━━━━━ Provided material

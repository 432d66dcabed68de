//! Isolated resolver and the isolated-then-ambient chain.

use crate::locator::{ArtifactEntry, ArtifactKind};
use crate::resolver::{
    ArtifactLoader, ArtifactModule, Constructor, Resolve, ResolveError, ResourceLocation,
};
use log::{debug, info, warn};
use std::collections::btree_map::Entry;
use std::collections::BTreeMap;
use std::fmt::{Debug, Formatter};
use std::path::{Component, Path, PathBuf};
use std::sync::Arc;

/// Tier that answered a lookup.
#[derive(Debug, Clone, Copy, PartialEq, Eq)]
pub enum Tier {
    Isolated,
    Ambient,
}

impl Tier {
    pub fn as_str(self) -> &'static str {
        match self {
            Self::Isolated => "isolated",
            Self::Ambient => "ambient",
        }
    }
}

/// A lookup answer tagged with the tier that produced it.
#[derive(Debug, Clone)]
pub struct Resolved<T> {
    pub value: T,
    pub tier: Tier,
}

#[derive(Debug, Clone)]
struct IsolatedType {
    constructor: Constructor,
    origin: PathBuf,
}

#[derive(Debug, Clone)]
enum ResourceSource {
    Directory(PathBuf),
    Module(ArtifactModule),
}

/// Resolver built strictly from located artifacts.
#[derive(Debug, Clone, Default)]
pub struct IsolatedResolver {
    types: BTreeMap<String, IsolatedType>,
    sources: Vec<ResourceSource>,
}

impl IsolatedResolver {
    /// Builds the isolated set from located entries, in entry order.
    ///
    /// The first artifact defining a type name wins; later definitions are
    /// shadowed.
    ///
    /// # Errors
    /// - Returns [`ResolveError::Load`] when the loader rejects an artifact.
    pub fn build(
        entries: &[ArtifactEntry],
        loader: &dyn ArtifactLoader,
    ) -> Result<Self, ResolveError> {
        let mut resolver = Self::default();
        for entry in entries {
            match entry.kind() {
                ArtifactKind::Library => {
                    let Some(module) = loader.load(entry)? else {
                        continue;
                    };
                    resolver.add_module(entry.path(), module);
                }
                ArtifactKind::ResourceRoot => {
                    resolver
                        .sources
                        .push(ResourceSource::Directory(entry.path().to_path_buf()));
                }
            }
        }
        info!(
            "event=isolated_build module=resolver status=ok entries={} types={} sources={}",
            entries.len(),
            resolver.types.len(),
            resolver.sources.len()
        );
        Ok(resolver)
    }

    fn add_module(&mut self, origin: &Path, module: ArtifactModule) {
        for (name, constructor) in module.types() {
            match self.types.entry(name.clone()) {
                Entry::Vacant(slot) => {
                    slot.insert(IsolatedType {
                        constructor: constructor.clone(),
                        origin: origin.to_path_buf(),
                    });
                }
                Entry::Occupied(existing) => {
                    warn!(
                        "event=type_shadowed module=resolver type={} kept={} ignored={}",
                        name,
                        existing.get().origin.display(),
                        origin.display()
                    );
                }
            }
        }
        debug!(
            "event=module_add module=resolver module_name={} types={} origin={}",
            module.name(),
            module.types().len(),
            origin.display()
        );
        self.sources.push(ResourceSource::Module(module));
    }

    /// Artifact that supplied `name`, when it is defined in the isolated set.
    pub fn origin_of(&self, name: &str) -> Option<&Path> {
        self.types.get(name).map(|entry| entry.origin.as_path())
    }

    pub fn type_count(&self) -> usize {
        self.types.len()
    }
}

impl Resolve for IsolatedResolver {
    fn find_type(&self, name: &str) -> Option<Constructor> {
        self.types.get(name).map(|entry| entry.constructor.clone())
    }

    fn find_resource(&self, name: &str) -> Option<ResourceLocation> {
        if !is_relative_resource_name(name) {
            return None;
        }
        self.sources.iter().find_map(|source| match source {
            ResourceSource::Directory(dir) => {
                let candidate = dir.join(name);
                candidate
                    .is_file()
                    .then_some(ResourceLocation::File(candidate))
            }
            ResourceSource::Module(module) => {
                module
                    .resource(name)
                    .map(|contents| ResourceLocation::Embedded {
                        owner: module.name().to_string(),
                        name: name.to_string(),
                        contents,
                    })
            }
        })
    }
}

fn is_relative_resource_name(name: &str) -> bool {
    !name.is_empty()
        && Path::new(name)
            .components()
            .all(|component| matches!(component, Component::Normal(_)))
}

/// Isolated resolver backed by the host's ambient resolver.
#[derive(Clone)]
pub struct ResolverChain {
    isolated: IsolatedResolver,
    fallback: Arc<dyn Resolve>,
}

impl ResolverChain {
    pub fn new(isolated: IsolatedResolver, fallback: Arc<dyn Resolve>) -> Self {
        Self { isolated, fallback }
    }

    /// Builds the isolated tier from `entries` and chains it to `fallback`.
    ///
    /// # Errors
    /// - Returns [`ResolveError::Load`] when any artifact fails to load.
    pub fn build(
        entries: &[ArtifactEntry],
        loader: &dyn ArtifactLoader,
        fallback: Arc<dyn Resolve>,
    ) -> Result<Self, ResolveError> {
        let isolated = IsolatedResolver::build(entries, loader)?;
        Ok(Self::new(isolated, fallback))
    }

    pub fn isolated(&self) -> &IsolatedResolver {
        &self.isolated
    }

    /// Resolves a type name, isolated tier first.
    ///
    /// # Errors
    /// - Returns [`ResolveError::TypeNotFound`] when neither tier knows `name`.
    pub fn resolve_type(&self, name: &str) -> Result<Resolved<Constructor>, ResolveError> {
        if let Some(value) = self.isolated.find_type(name) {
            debug!(
                "event=type_resolve module=resolver status=ok type={} tier=isolated",
                name
            );
            return Ok(Resolved {
                value,
                tier: Tier::Isolated,
            });
        }
        match self.fallback.find_type(name) {
            Some(value) => {
                debug!(
                    "event=type_resolve module=resolver status=ok type={} tier=ambient",
                    name
                );
                Ok(Resolved {
                    value,
                    tier: Tier::Ambient,
                })
            }
            None => {
                debug!(
                    "event=type_resolve module=resolver status=miss type={}",
                    name
                );
                Err(ResolveError::TypeNotFound(name.to_string()))
            }
        }
    }

    /// Resolves a resource name, isolated tier first. Misses are `None`.
    ///
    /// Names that are empty, absolute, or carry `.`/`..` components miss in
    /// both tiers.
    pub fn resolve_resource(&self, name: &str) -> Option<Resolved<ResourceLocation>> {
        if !is_relative_resource_name(name) {
            debug!(
                "event=resource_resolve module=resolver status=reject resource={}",
                name
            );
            return None;
        }
        if let Some(value) = self.isolated.find_resource(name) {
            return Some(Resolved {
                value,
                tier: Tier::Isolated,
            });
        }
        self.fallback.find_resource(name).map(|value| Resolved {
            value,
            tier: Tier::Ambient,
        })
    }
}

impl Resolve for ResolverChain {
    fn find_type(&self, name: &str) -> Option<Constructor> {
        self.resolve_type(name).ok().map(|resolved| resolved.value)
    }

    fn find_resource(&self, name: &str) -> Option<ResourceLocation> {
        self.resolve_resource(name).map(|resolved| resolved.value)
    }
}

impl Debug for ResolverChain {
    fn fmt(&self, f: &mut Formatter<'_>) -> std::fmt::Result {
        f.debug_struct("ResolverChain")
            .field("isolated", &self.isolated)
            .finish_non_exhaustive()
    }
}

#[cfg(test)]
mod tests {
    use super::is_relative_resource_name;

    #[test]
    fn resource_names_stay_inside_roots() {
        assert!(is_relative_resource_name("logging.properties"));
        assert!(is_relative_resource_name("logging/logback.xml"));
        assert!(!is_relative_resource_name(""));
        assert!(!is_relative_resource_name("/etc/passwd"));
        assert!(!is_relative_resource_name("../secrets"));
        assert!(!is_relative_resource_name("./daemon.properties"));
    }
}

━━━━━━━━━━

§ Aim of the exercise:
Look through the material above and work out how many of its lines contain "contents". State the number only.

§ Problem solution:
2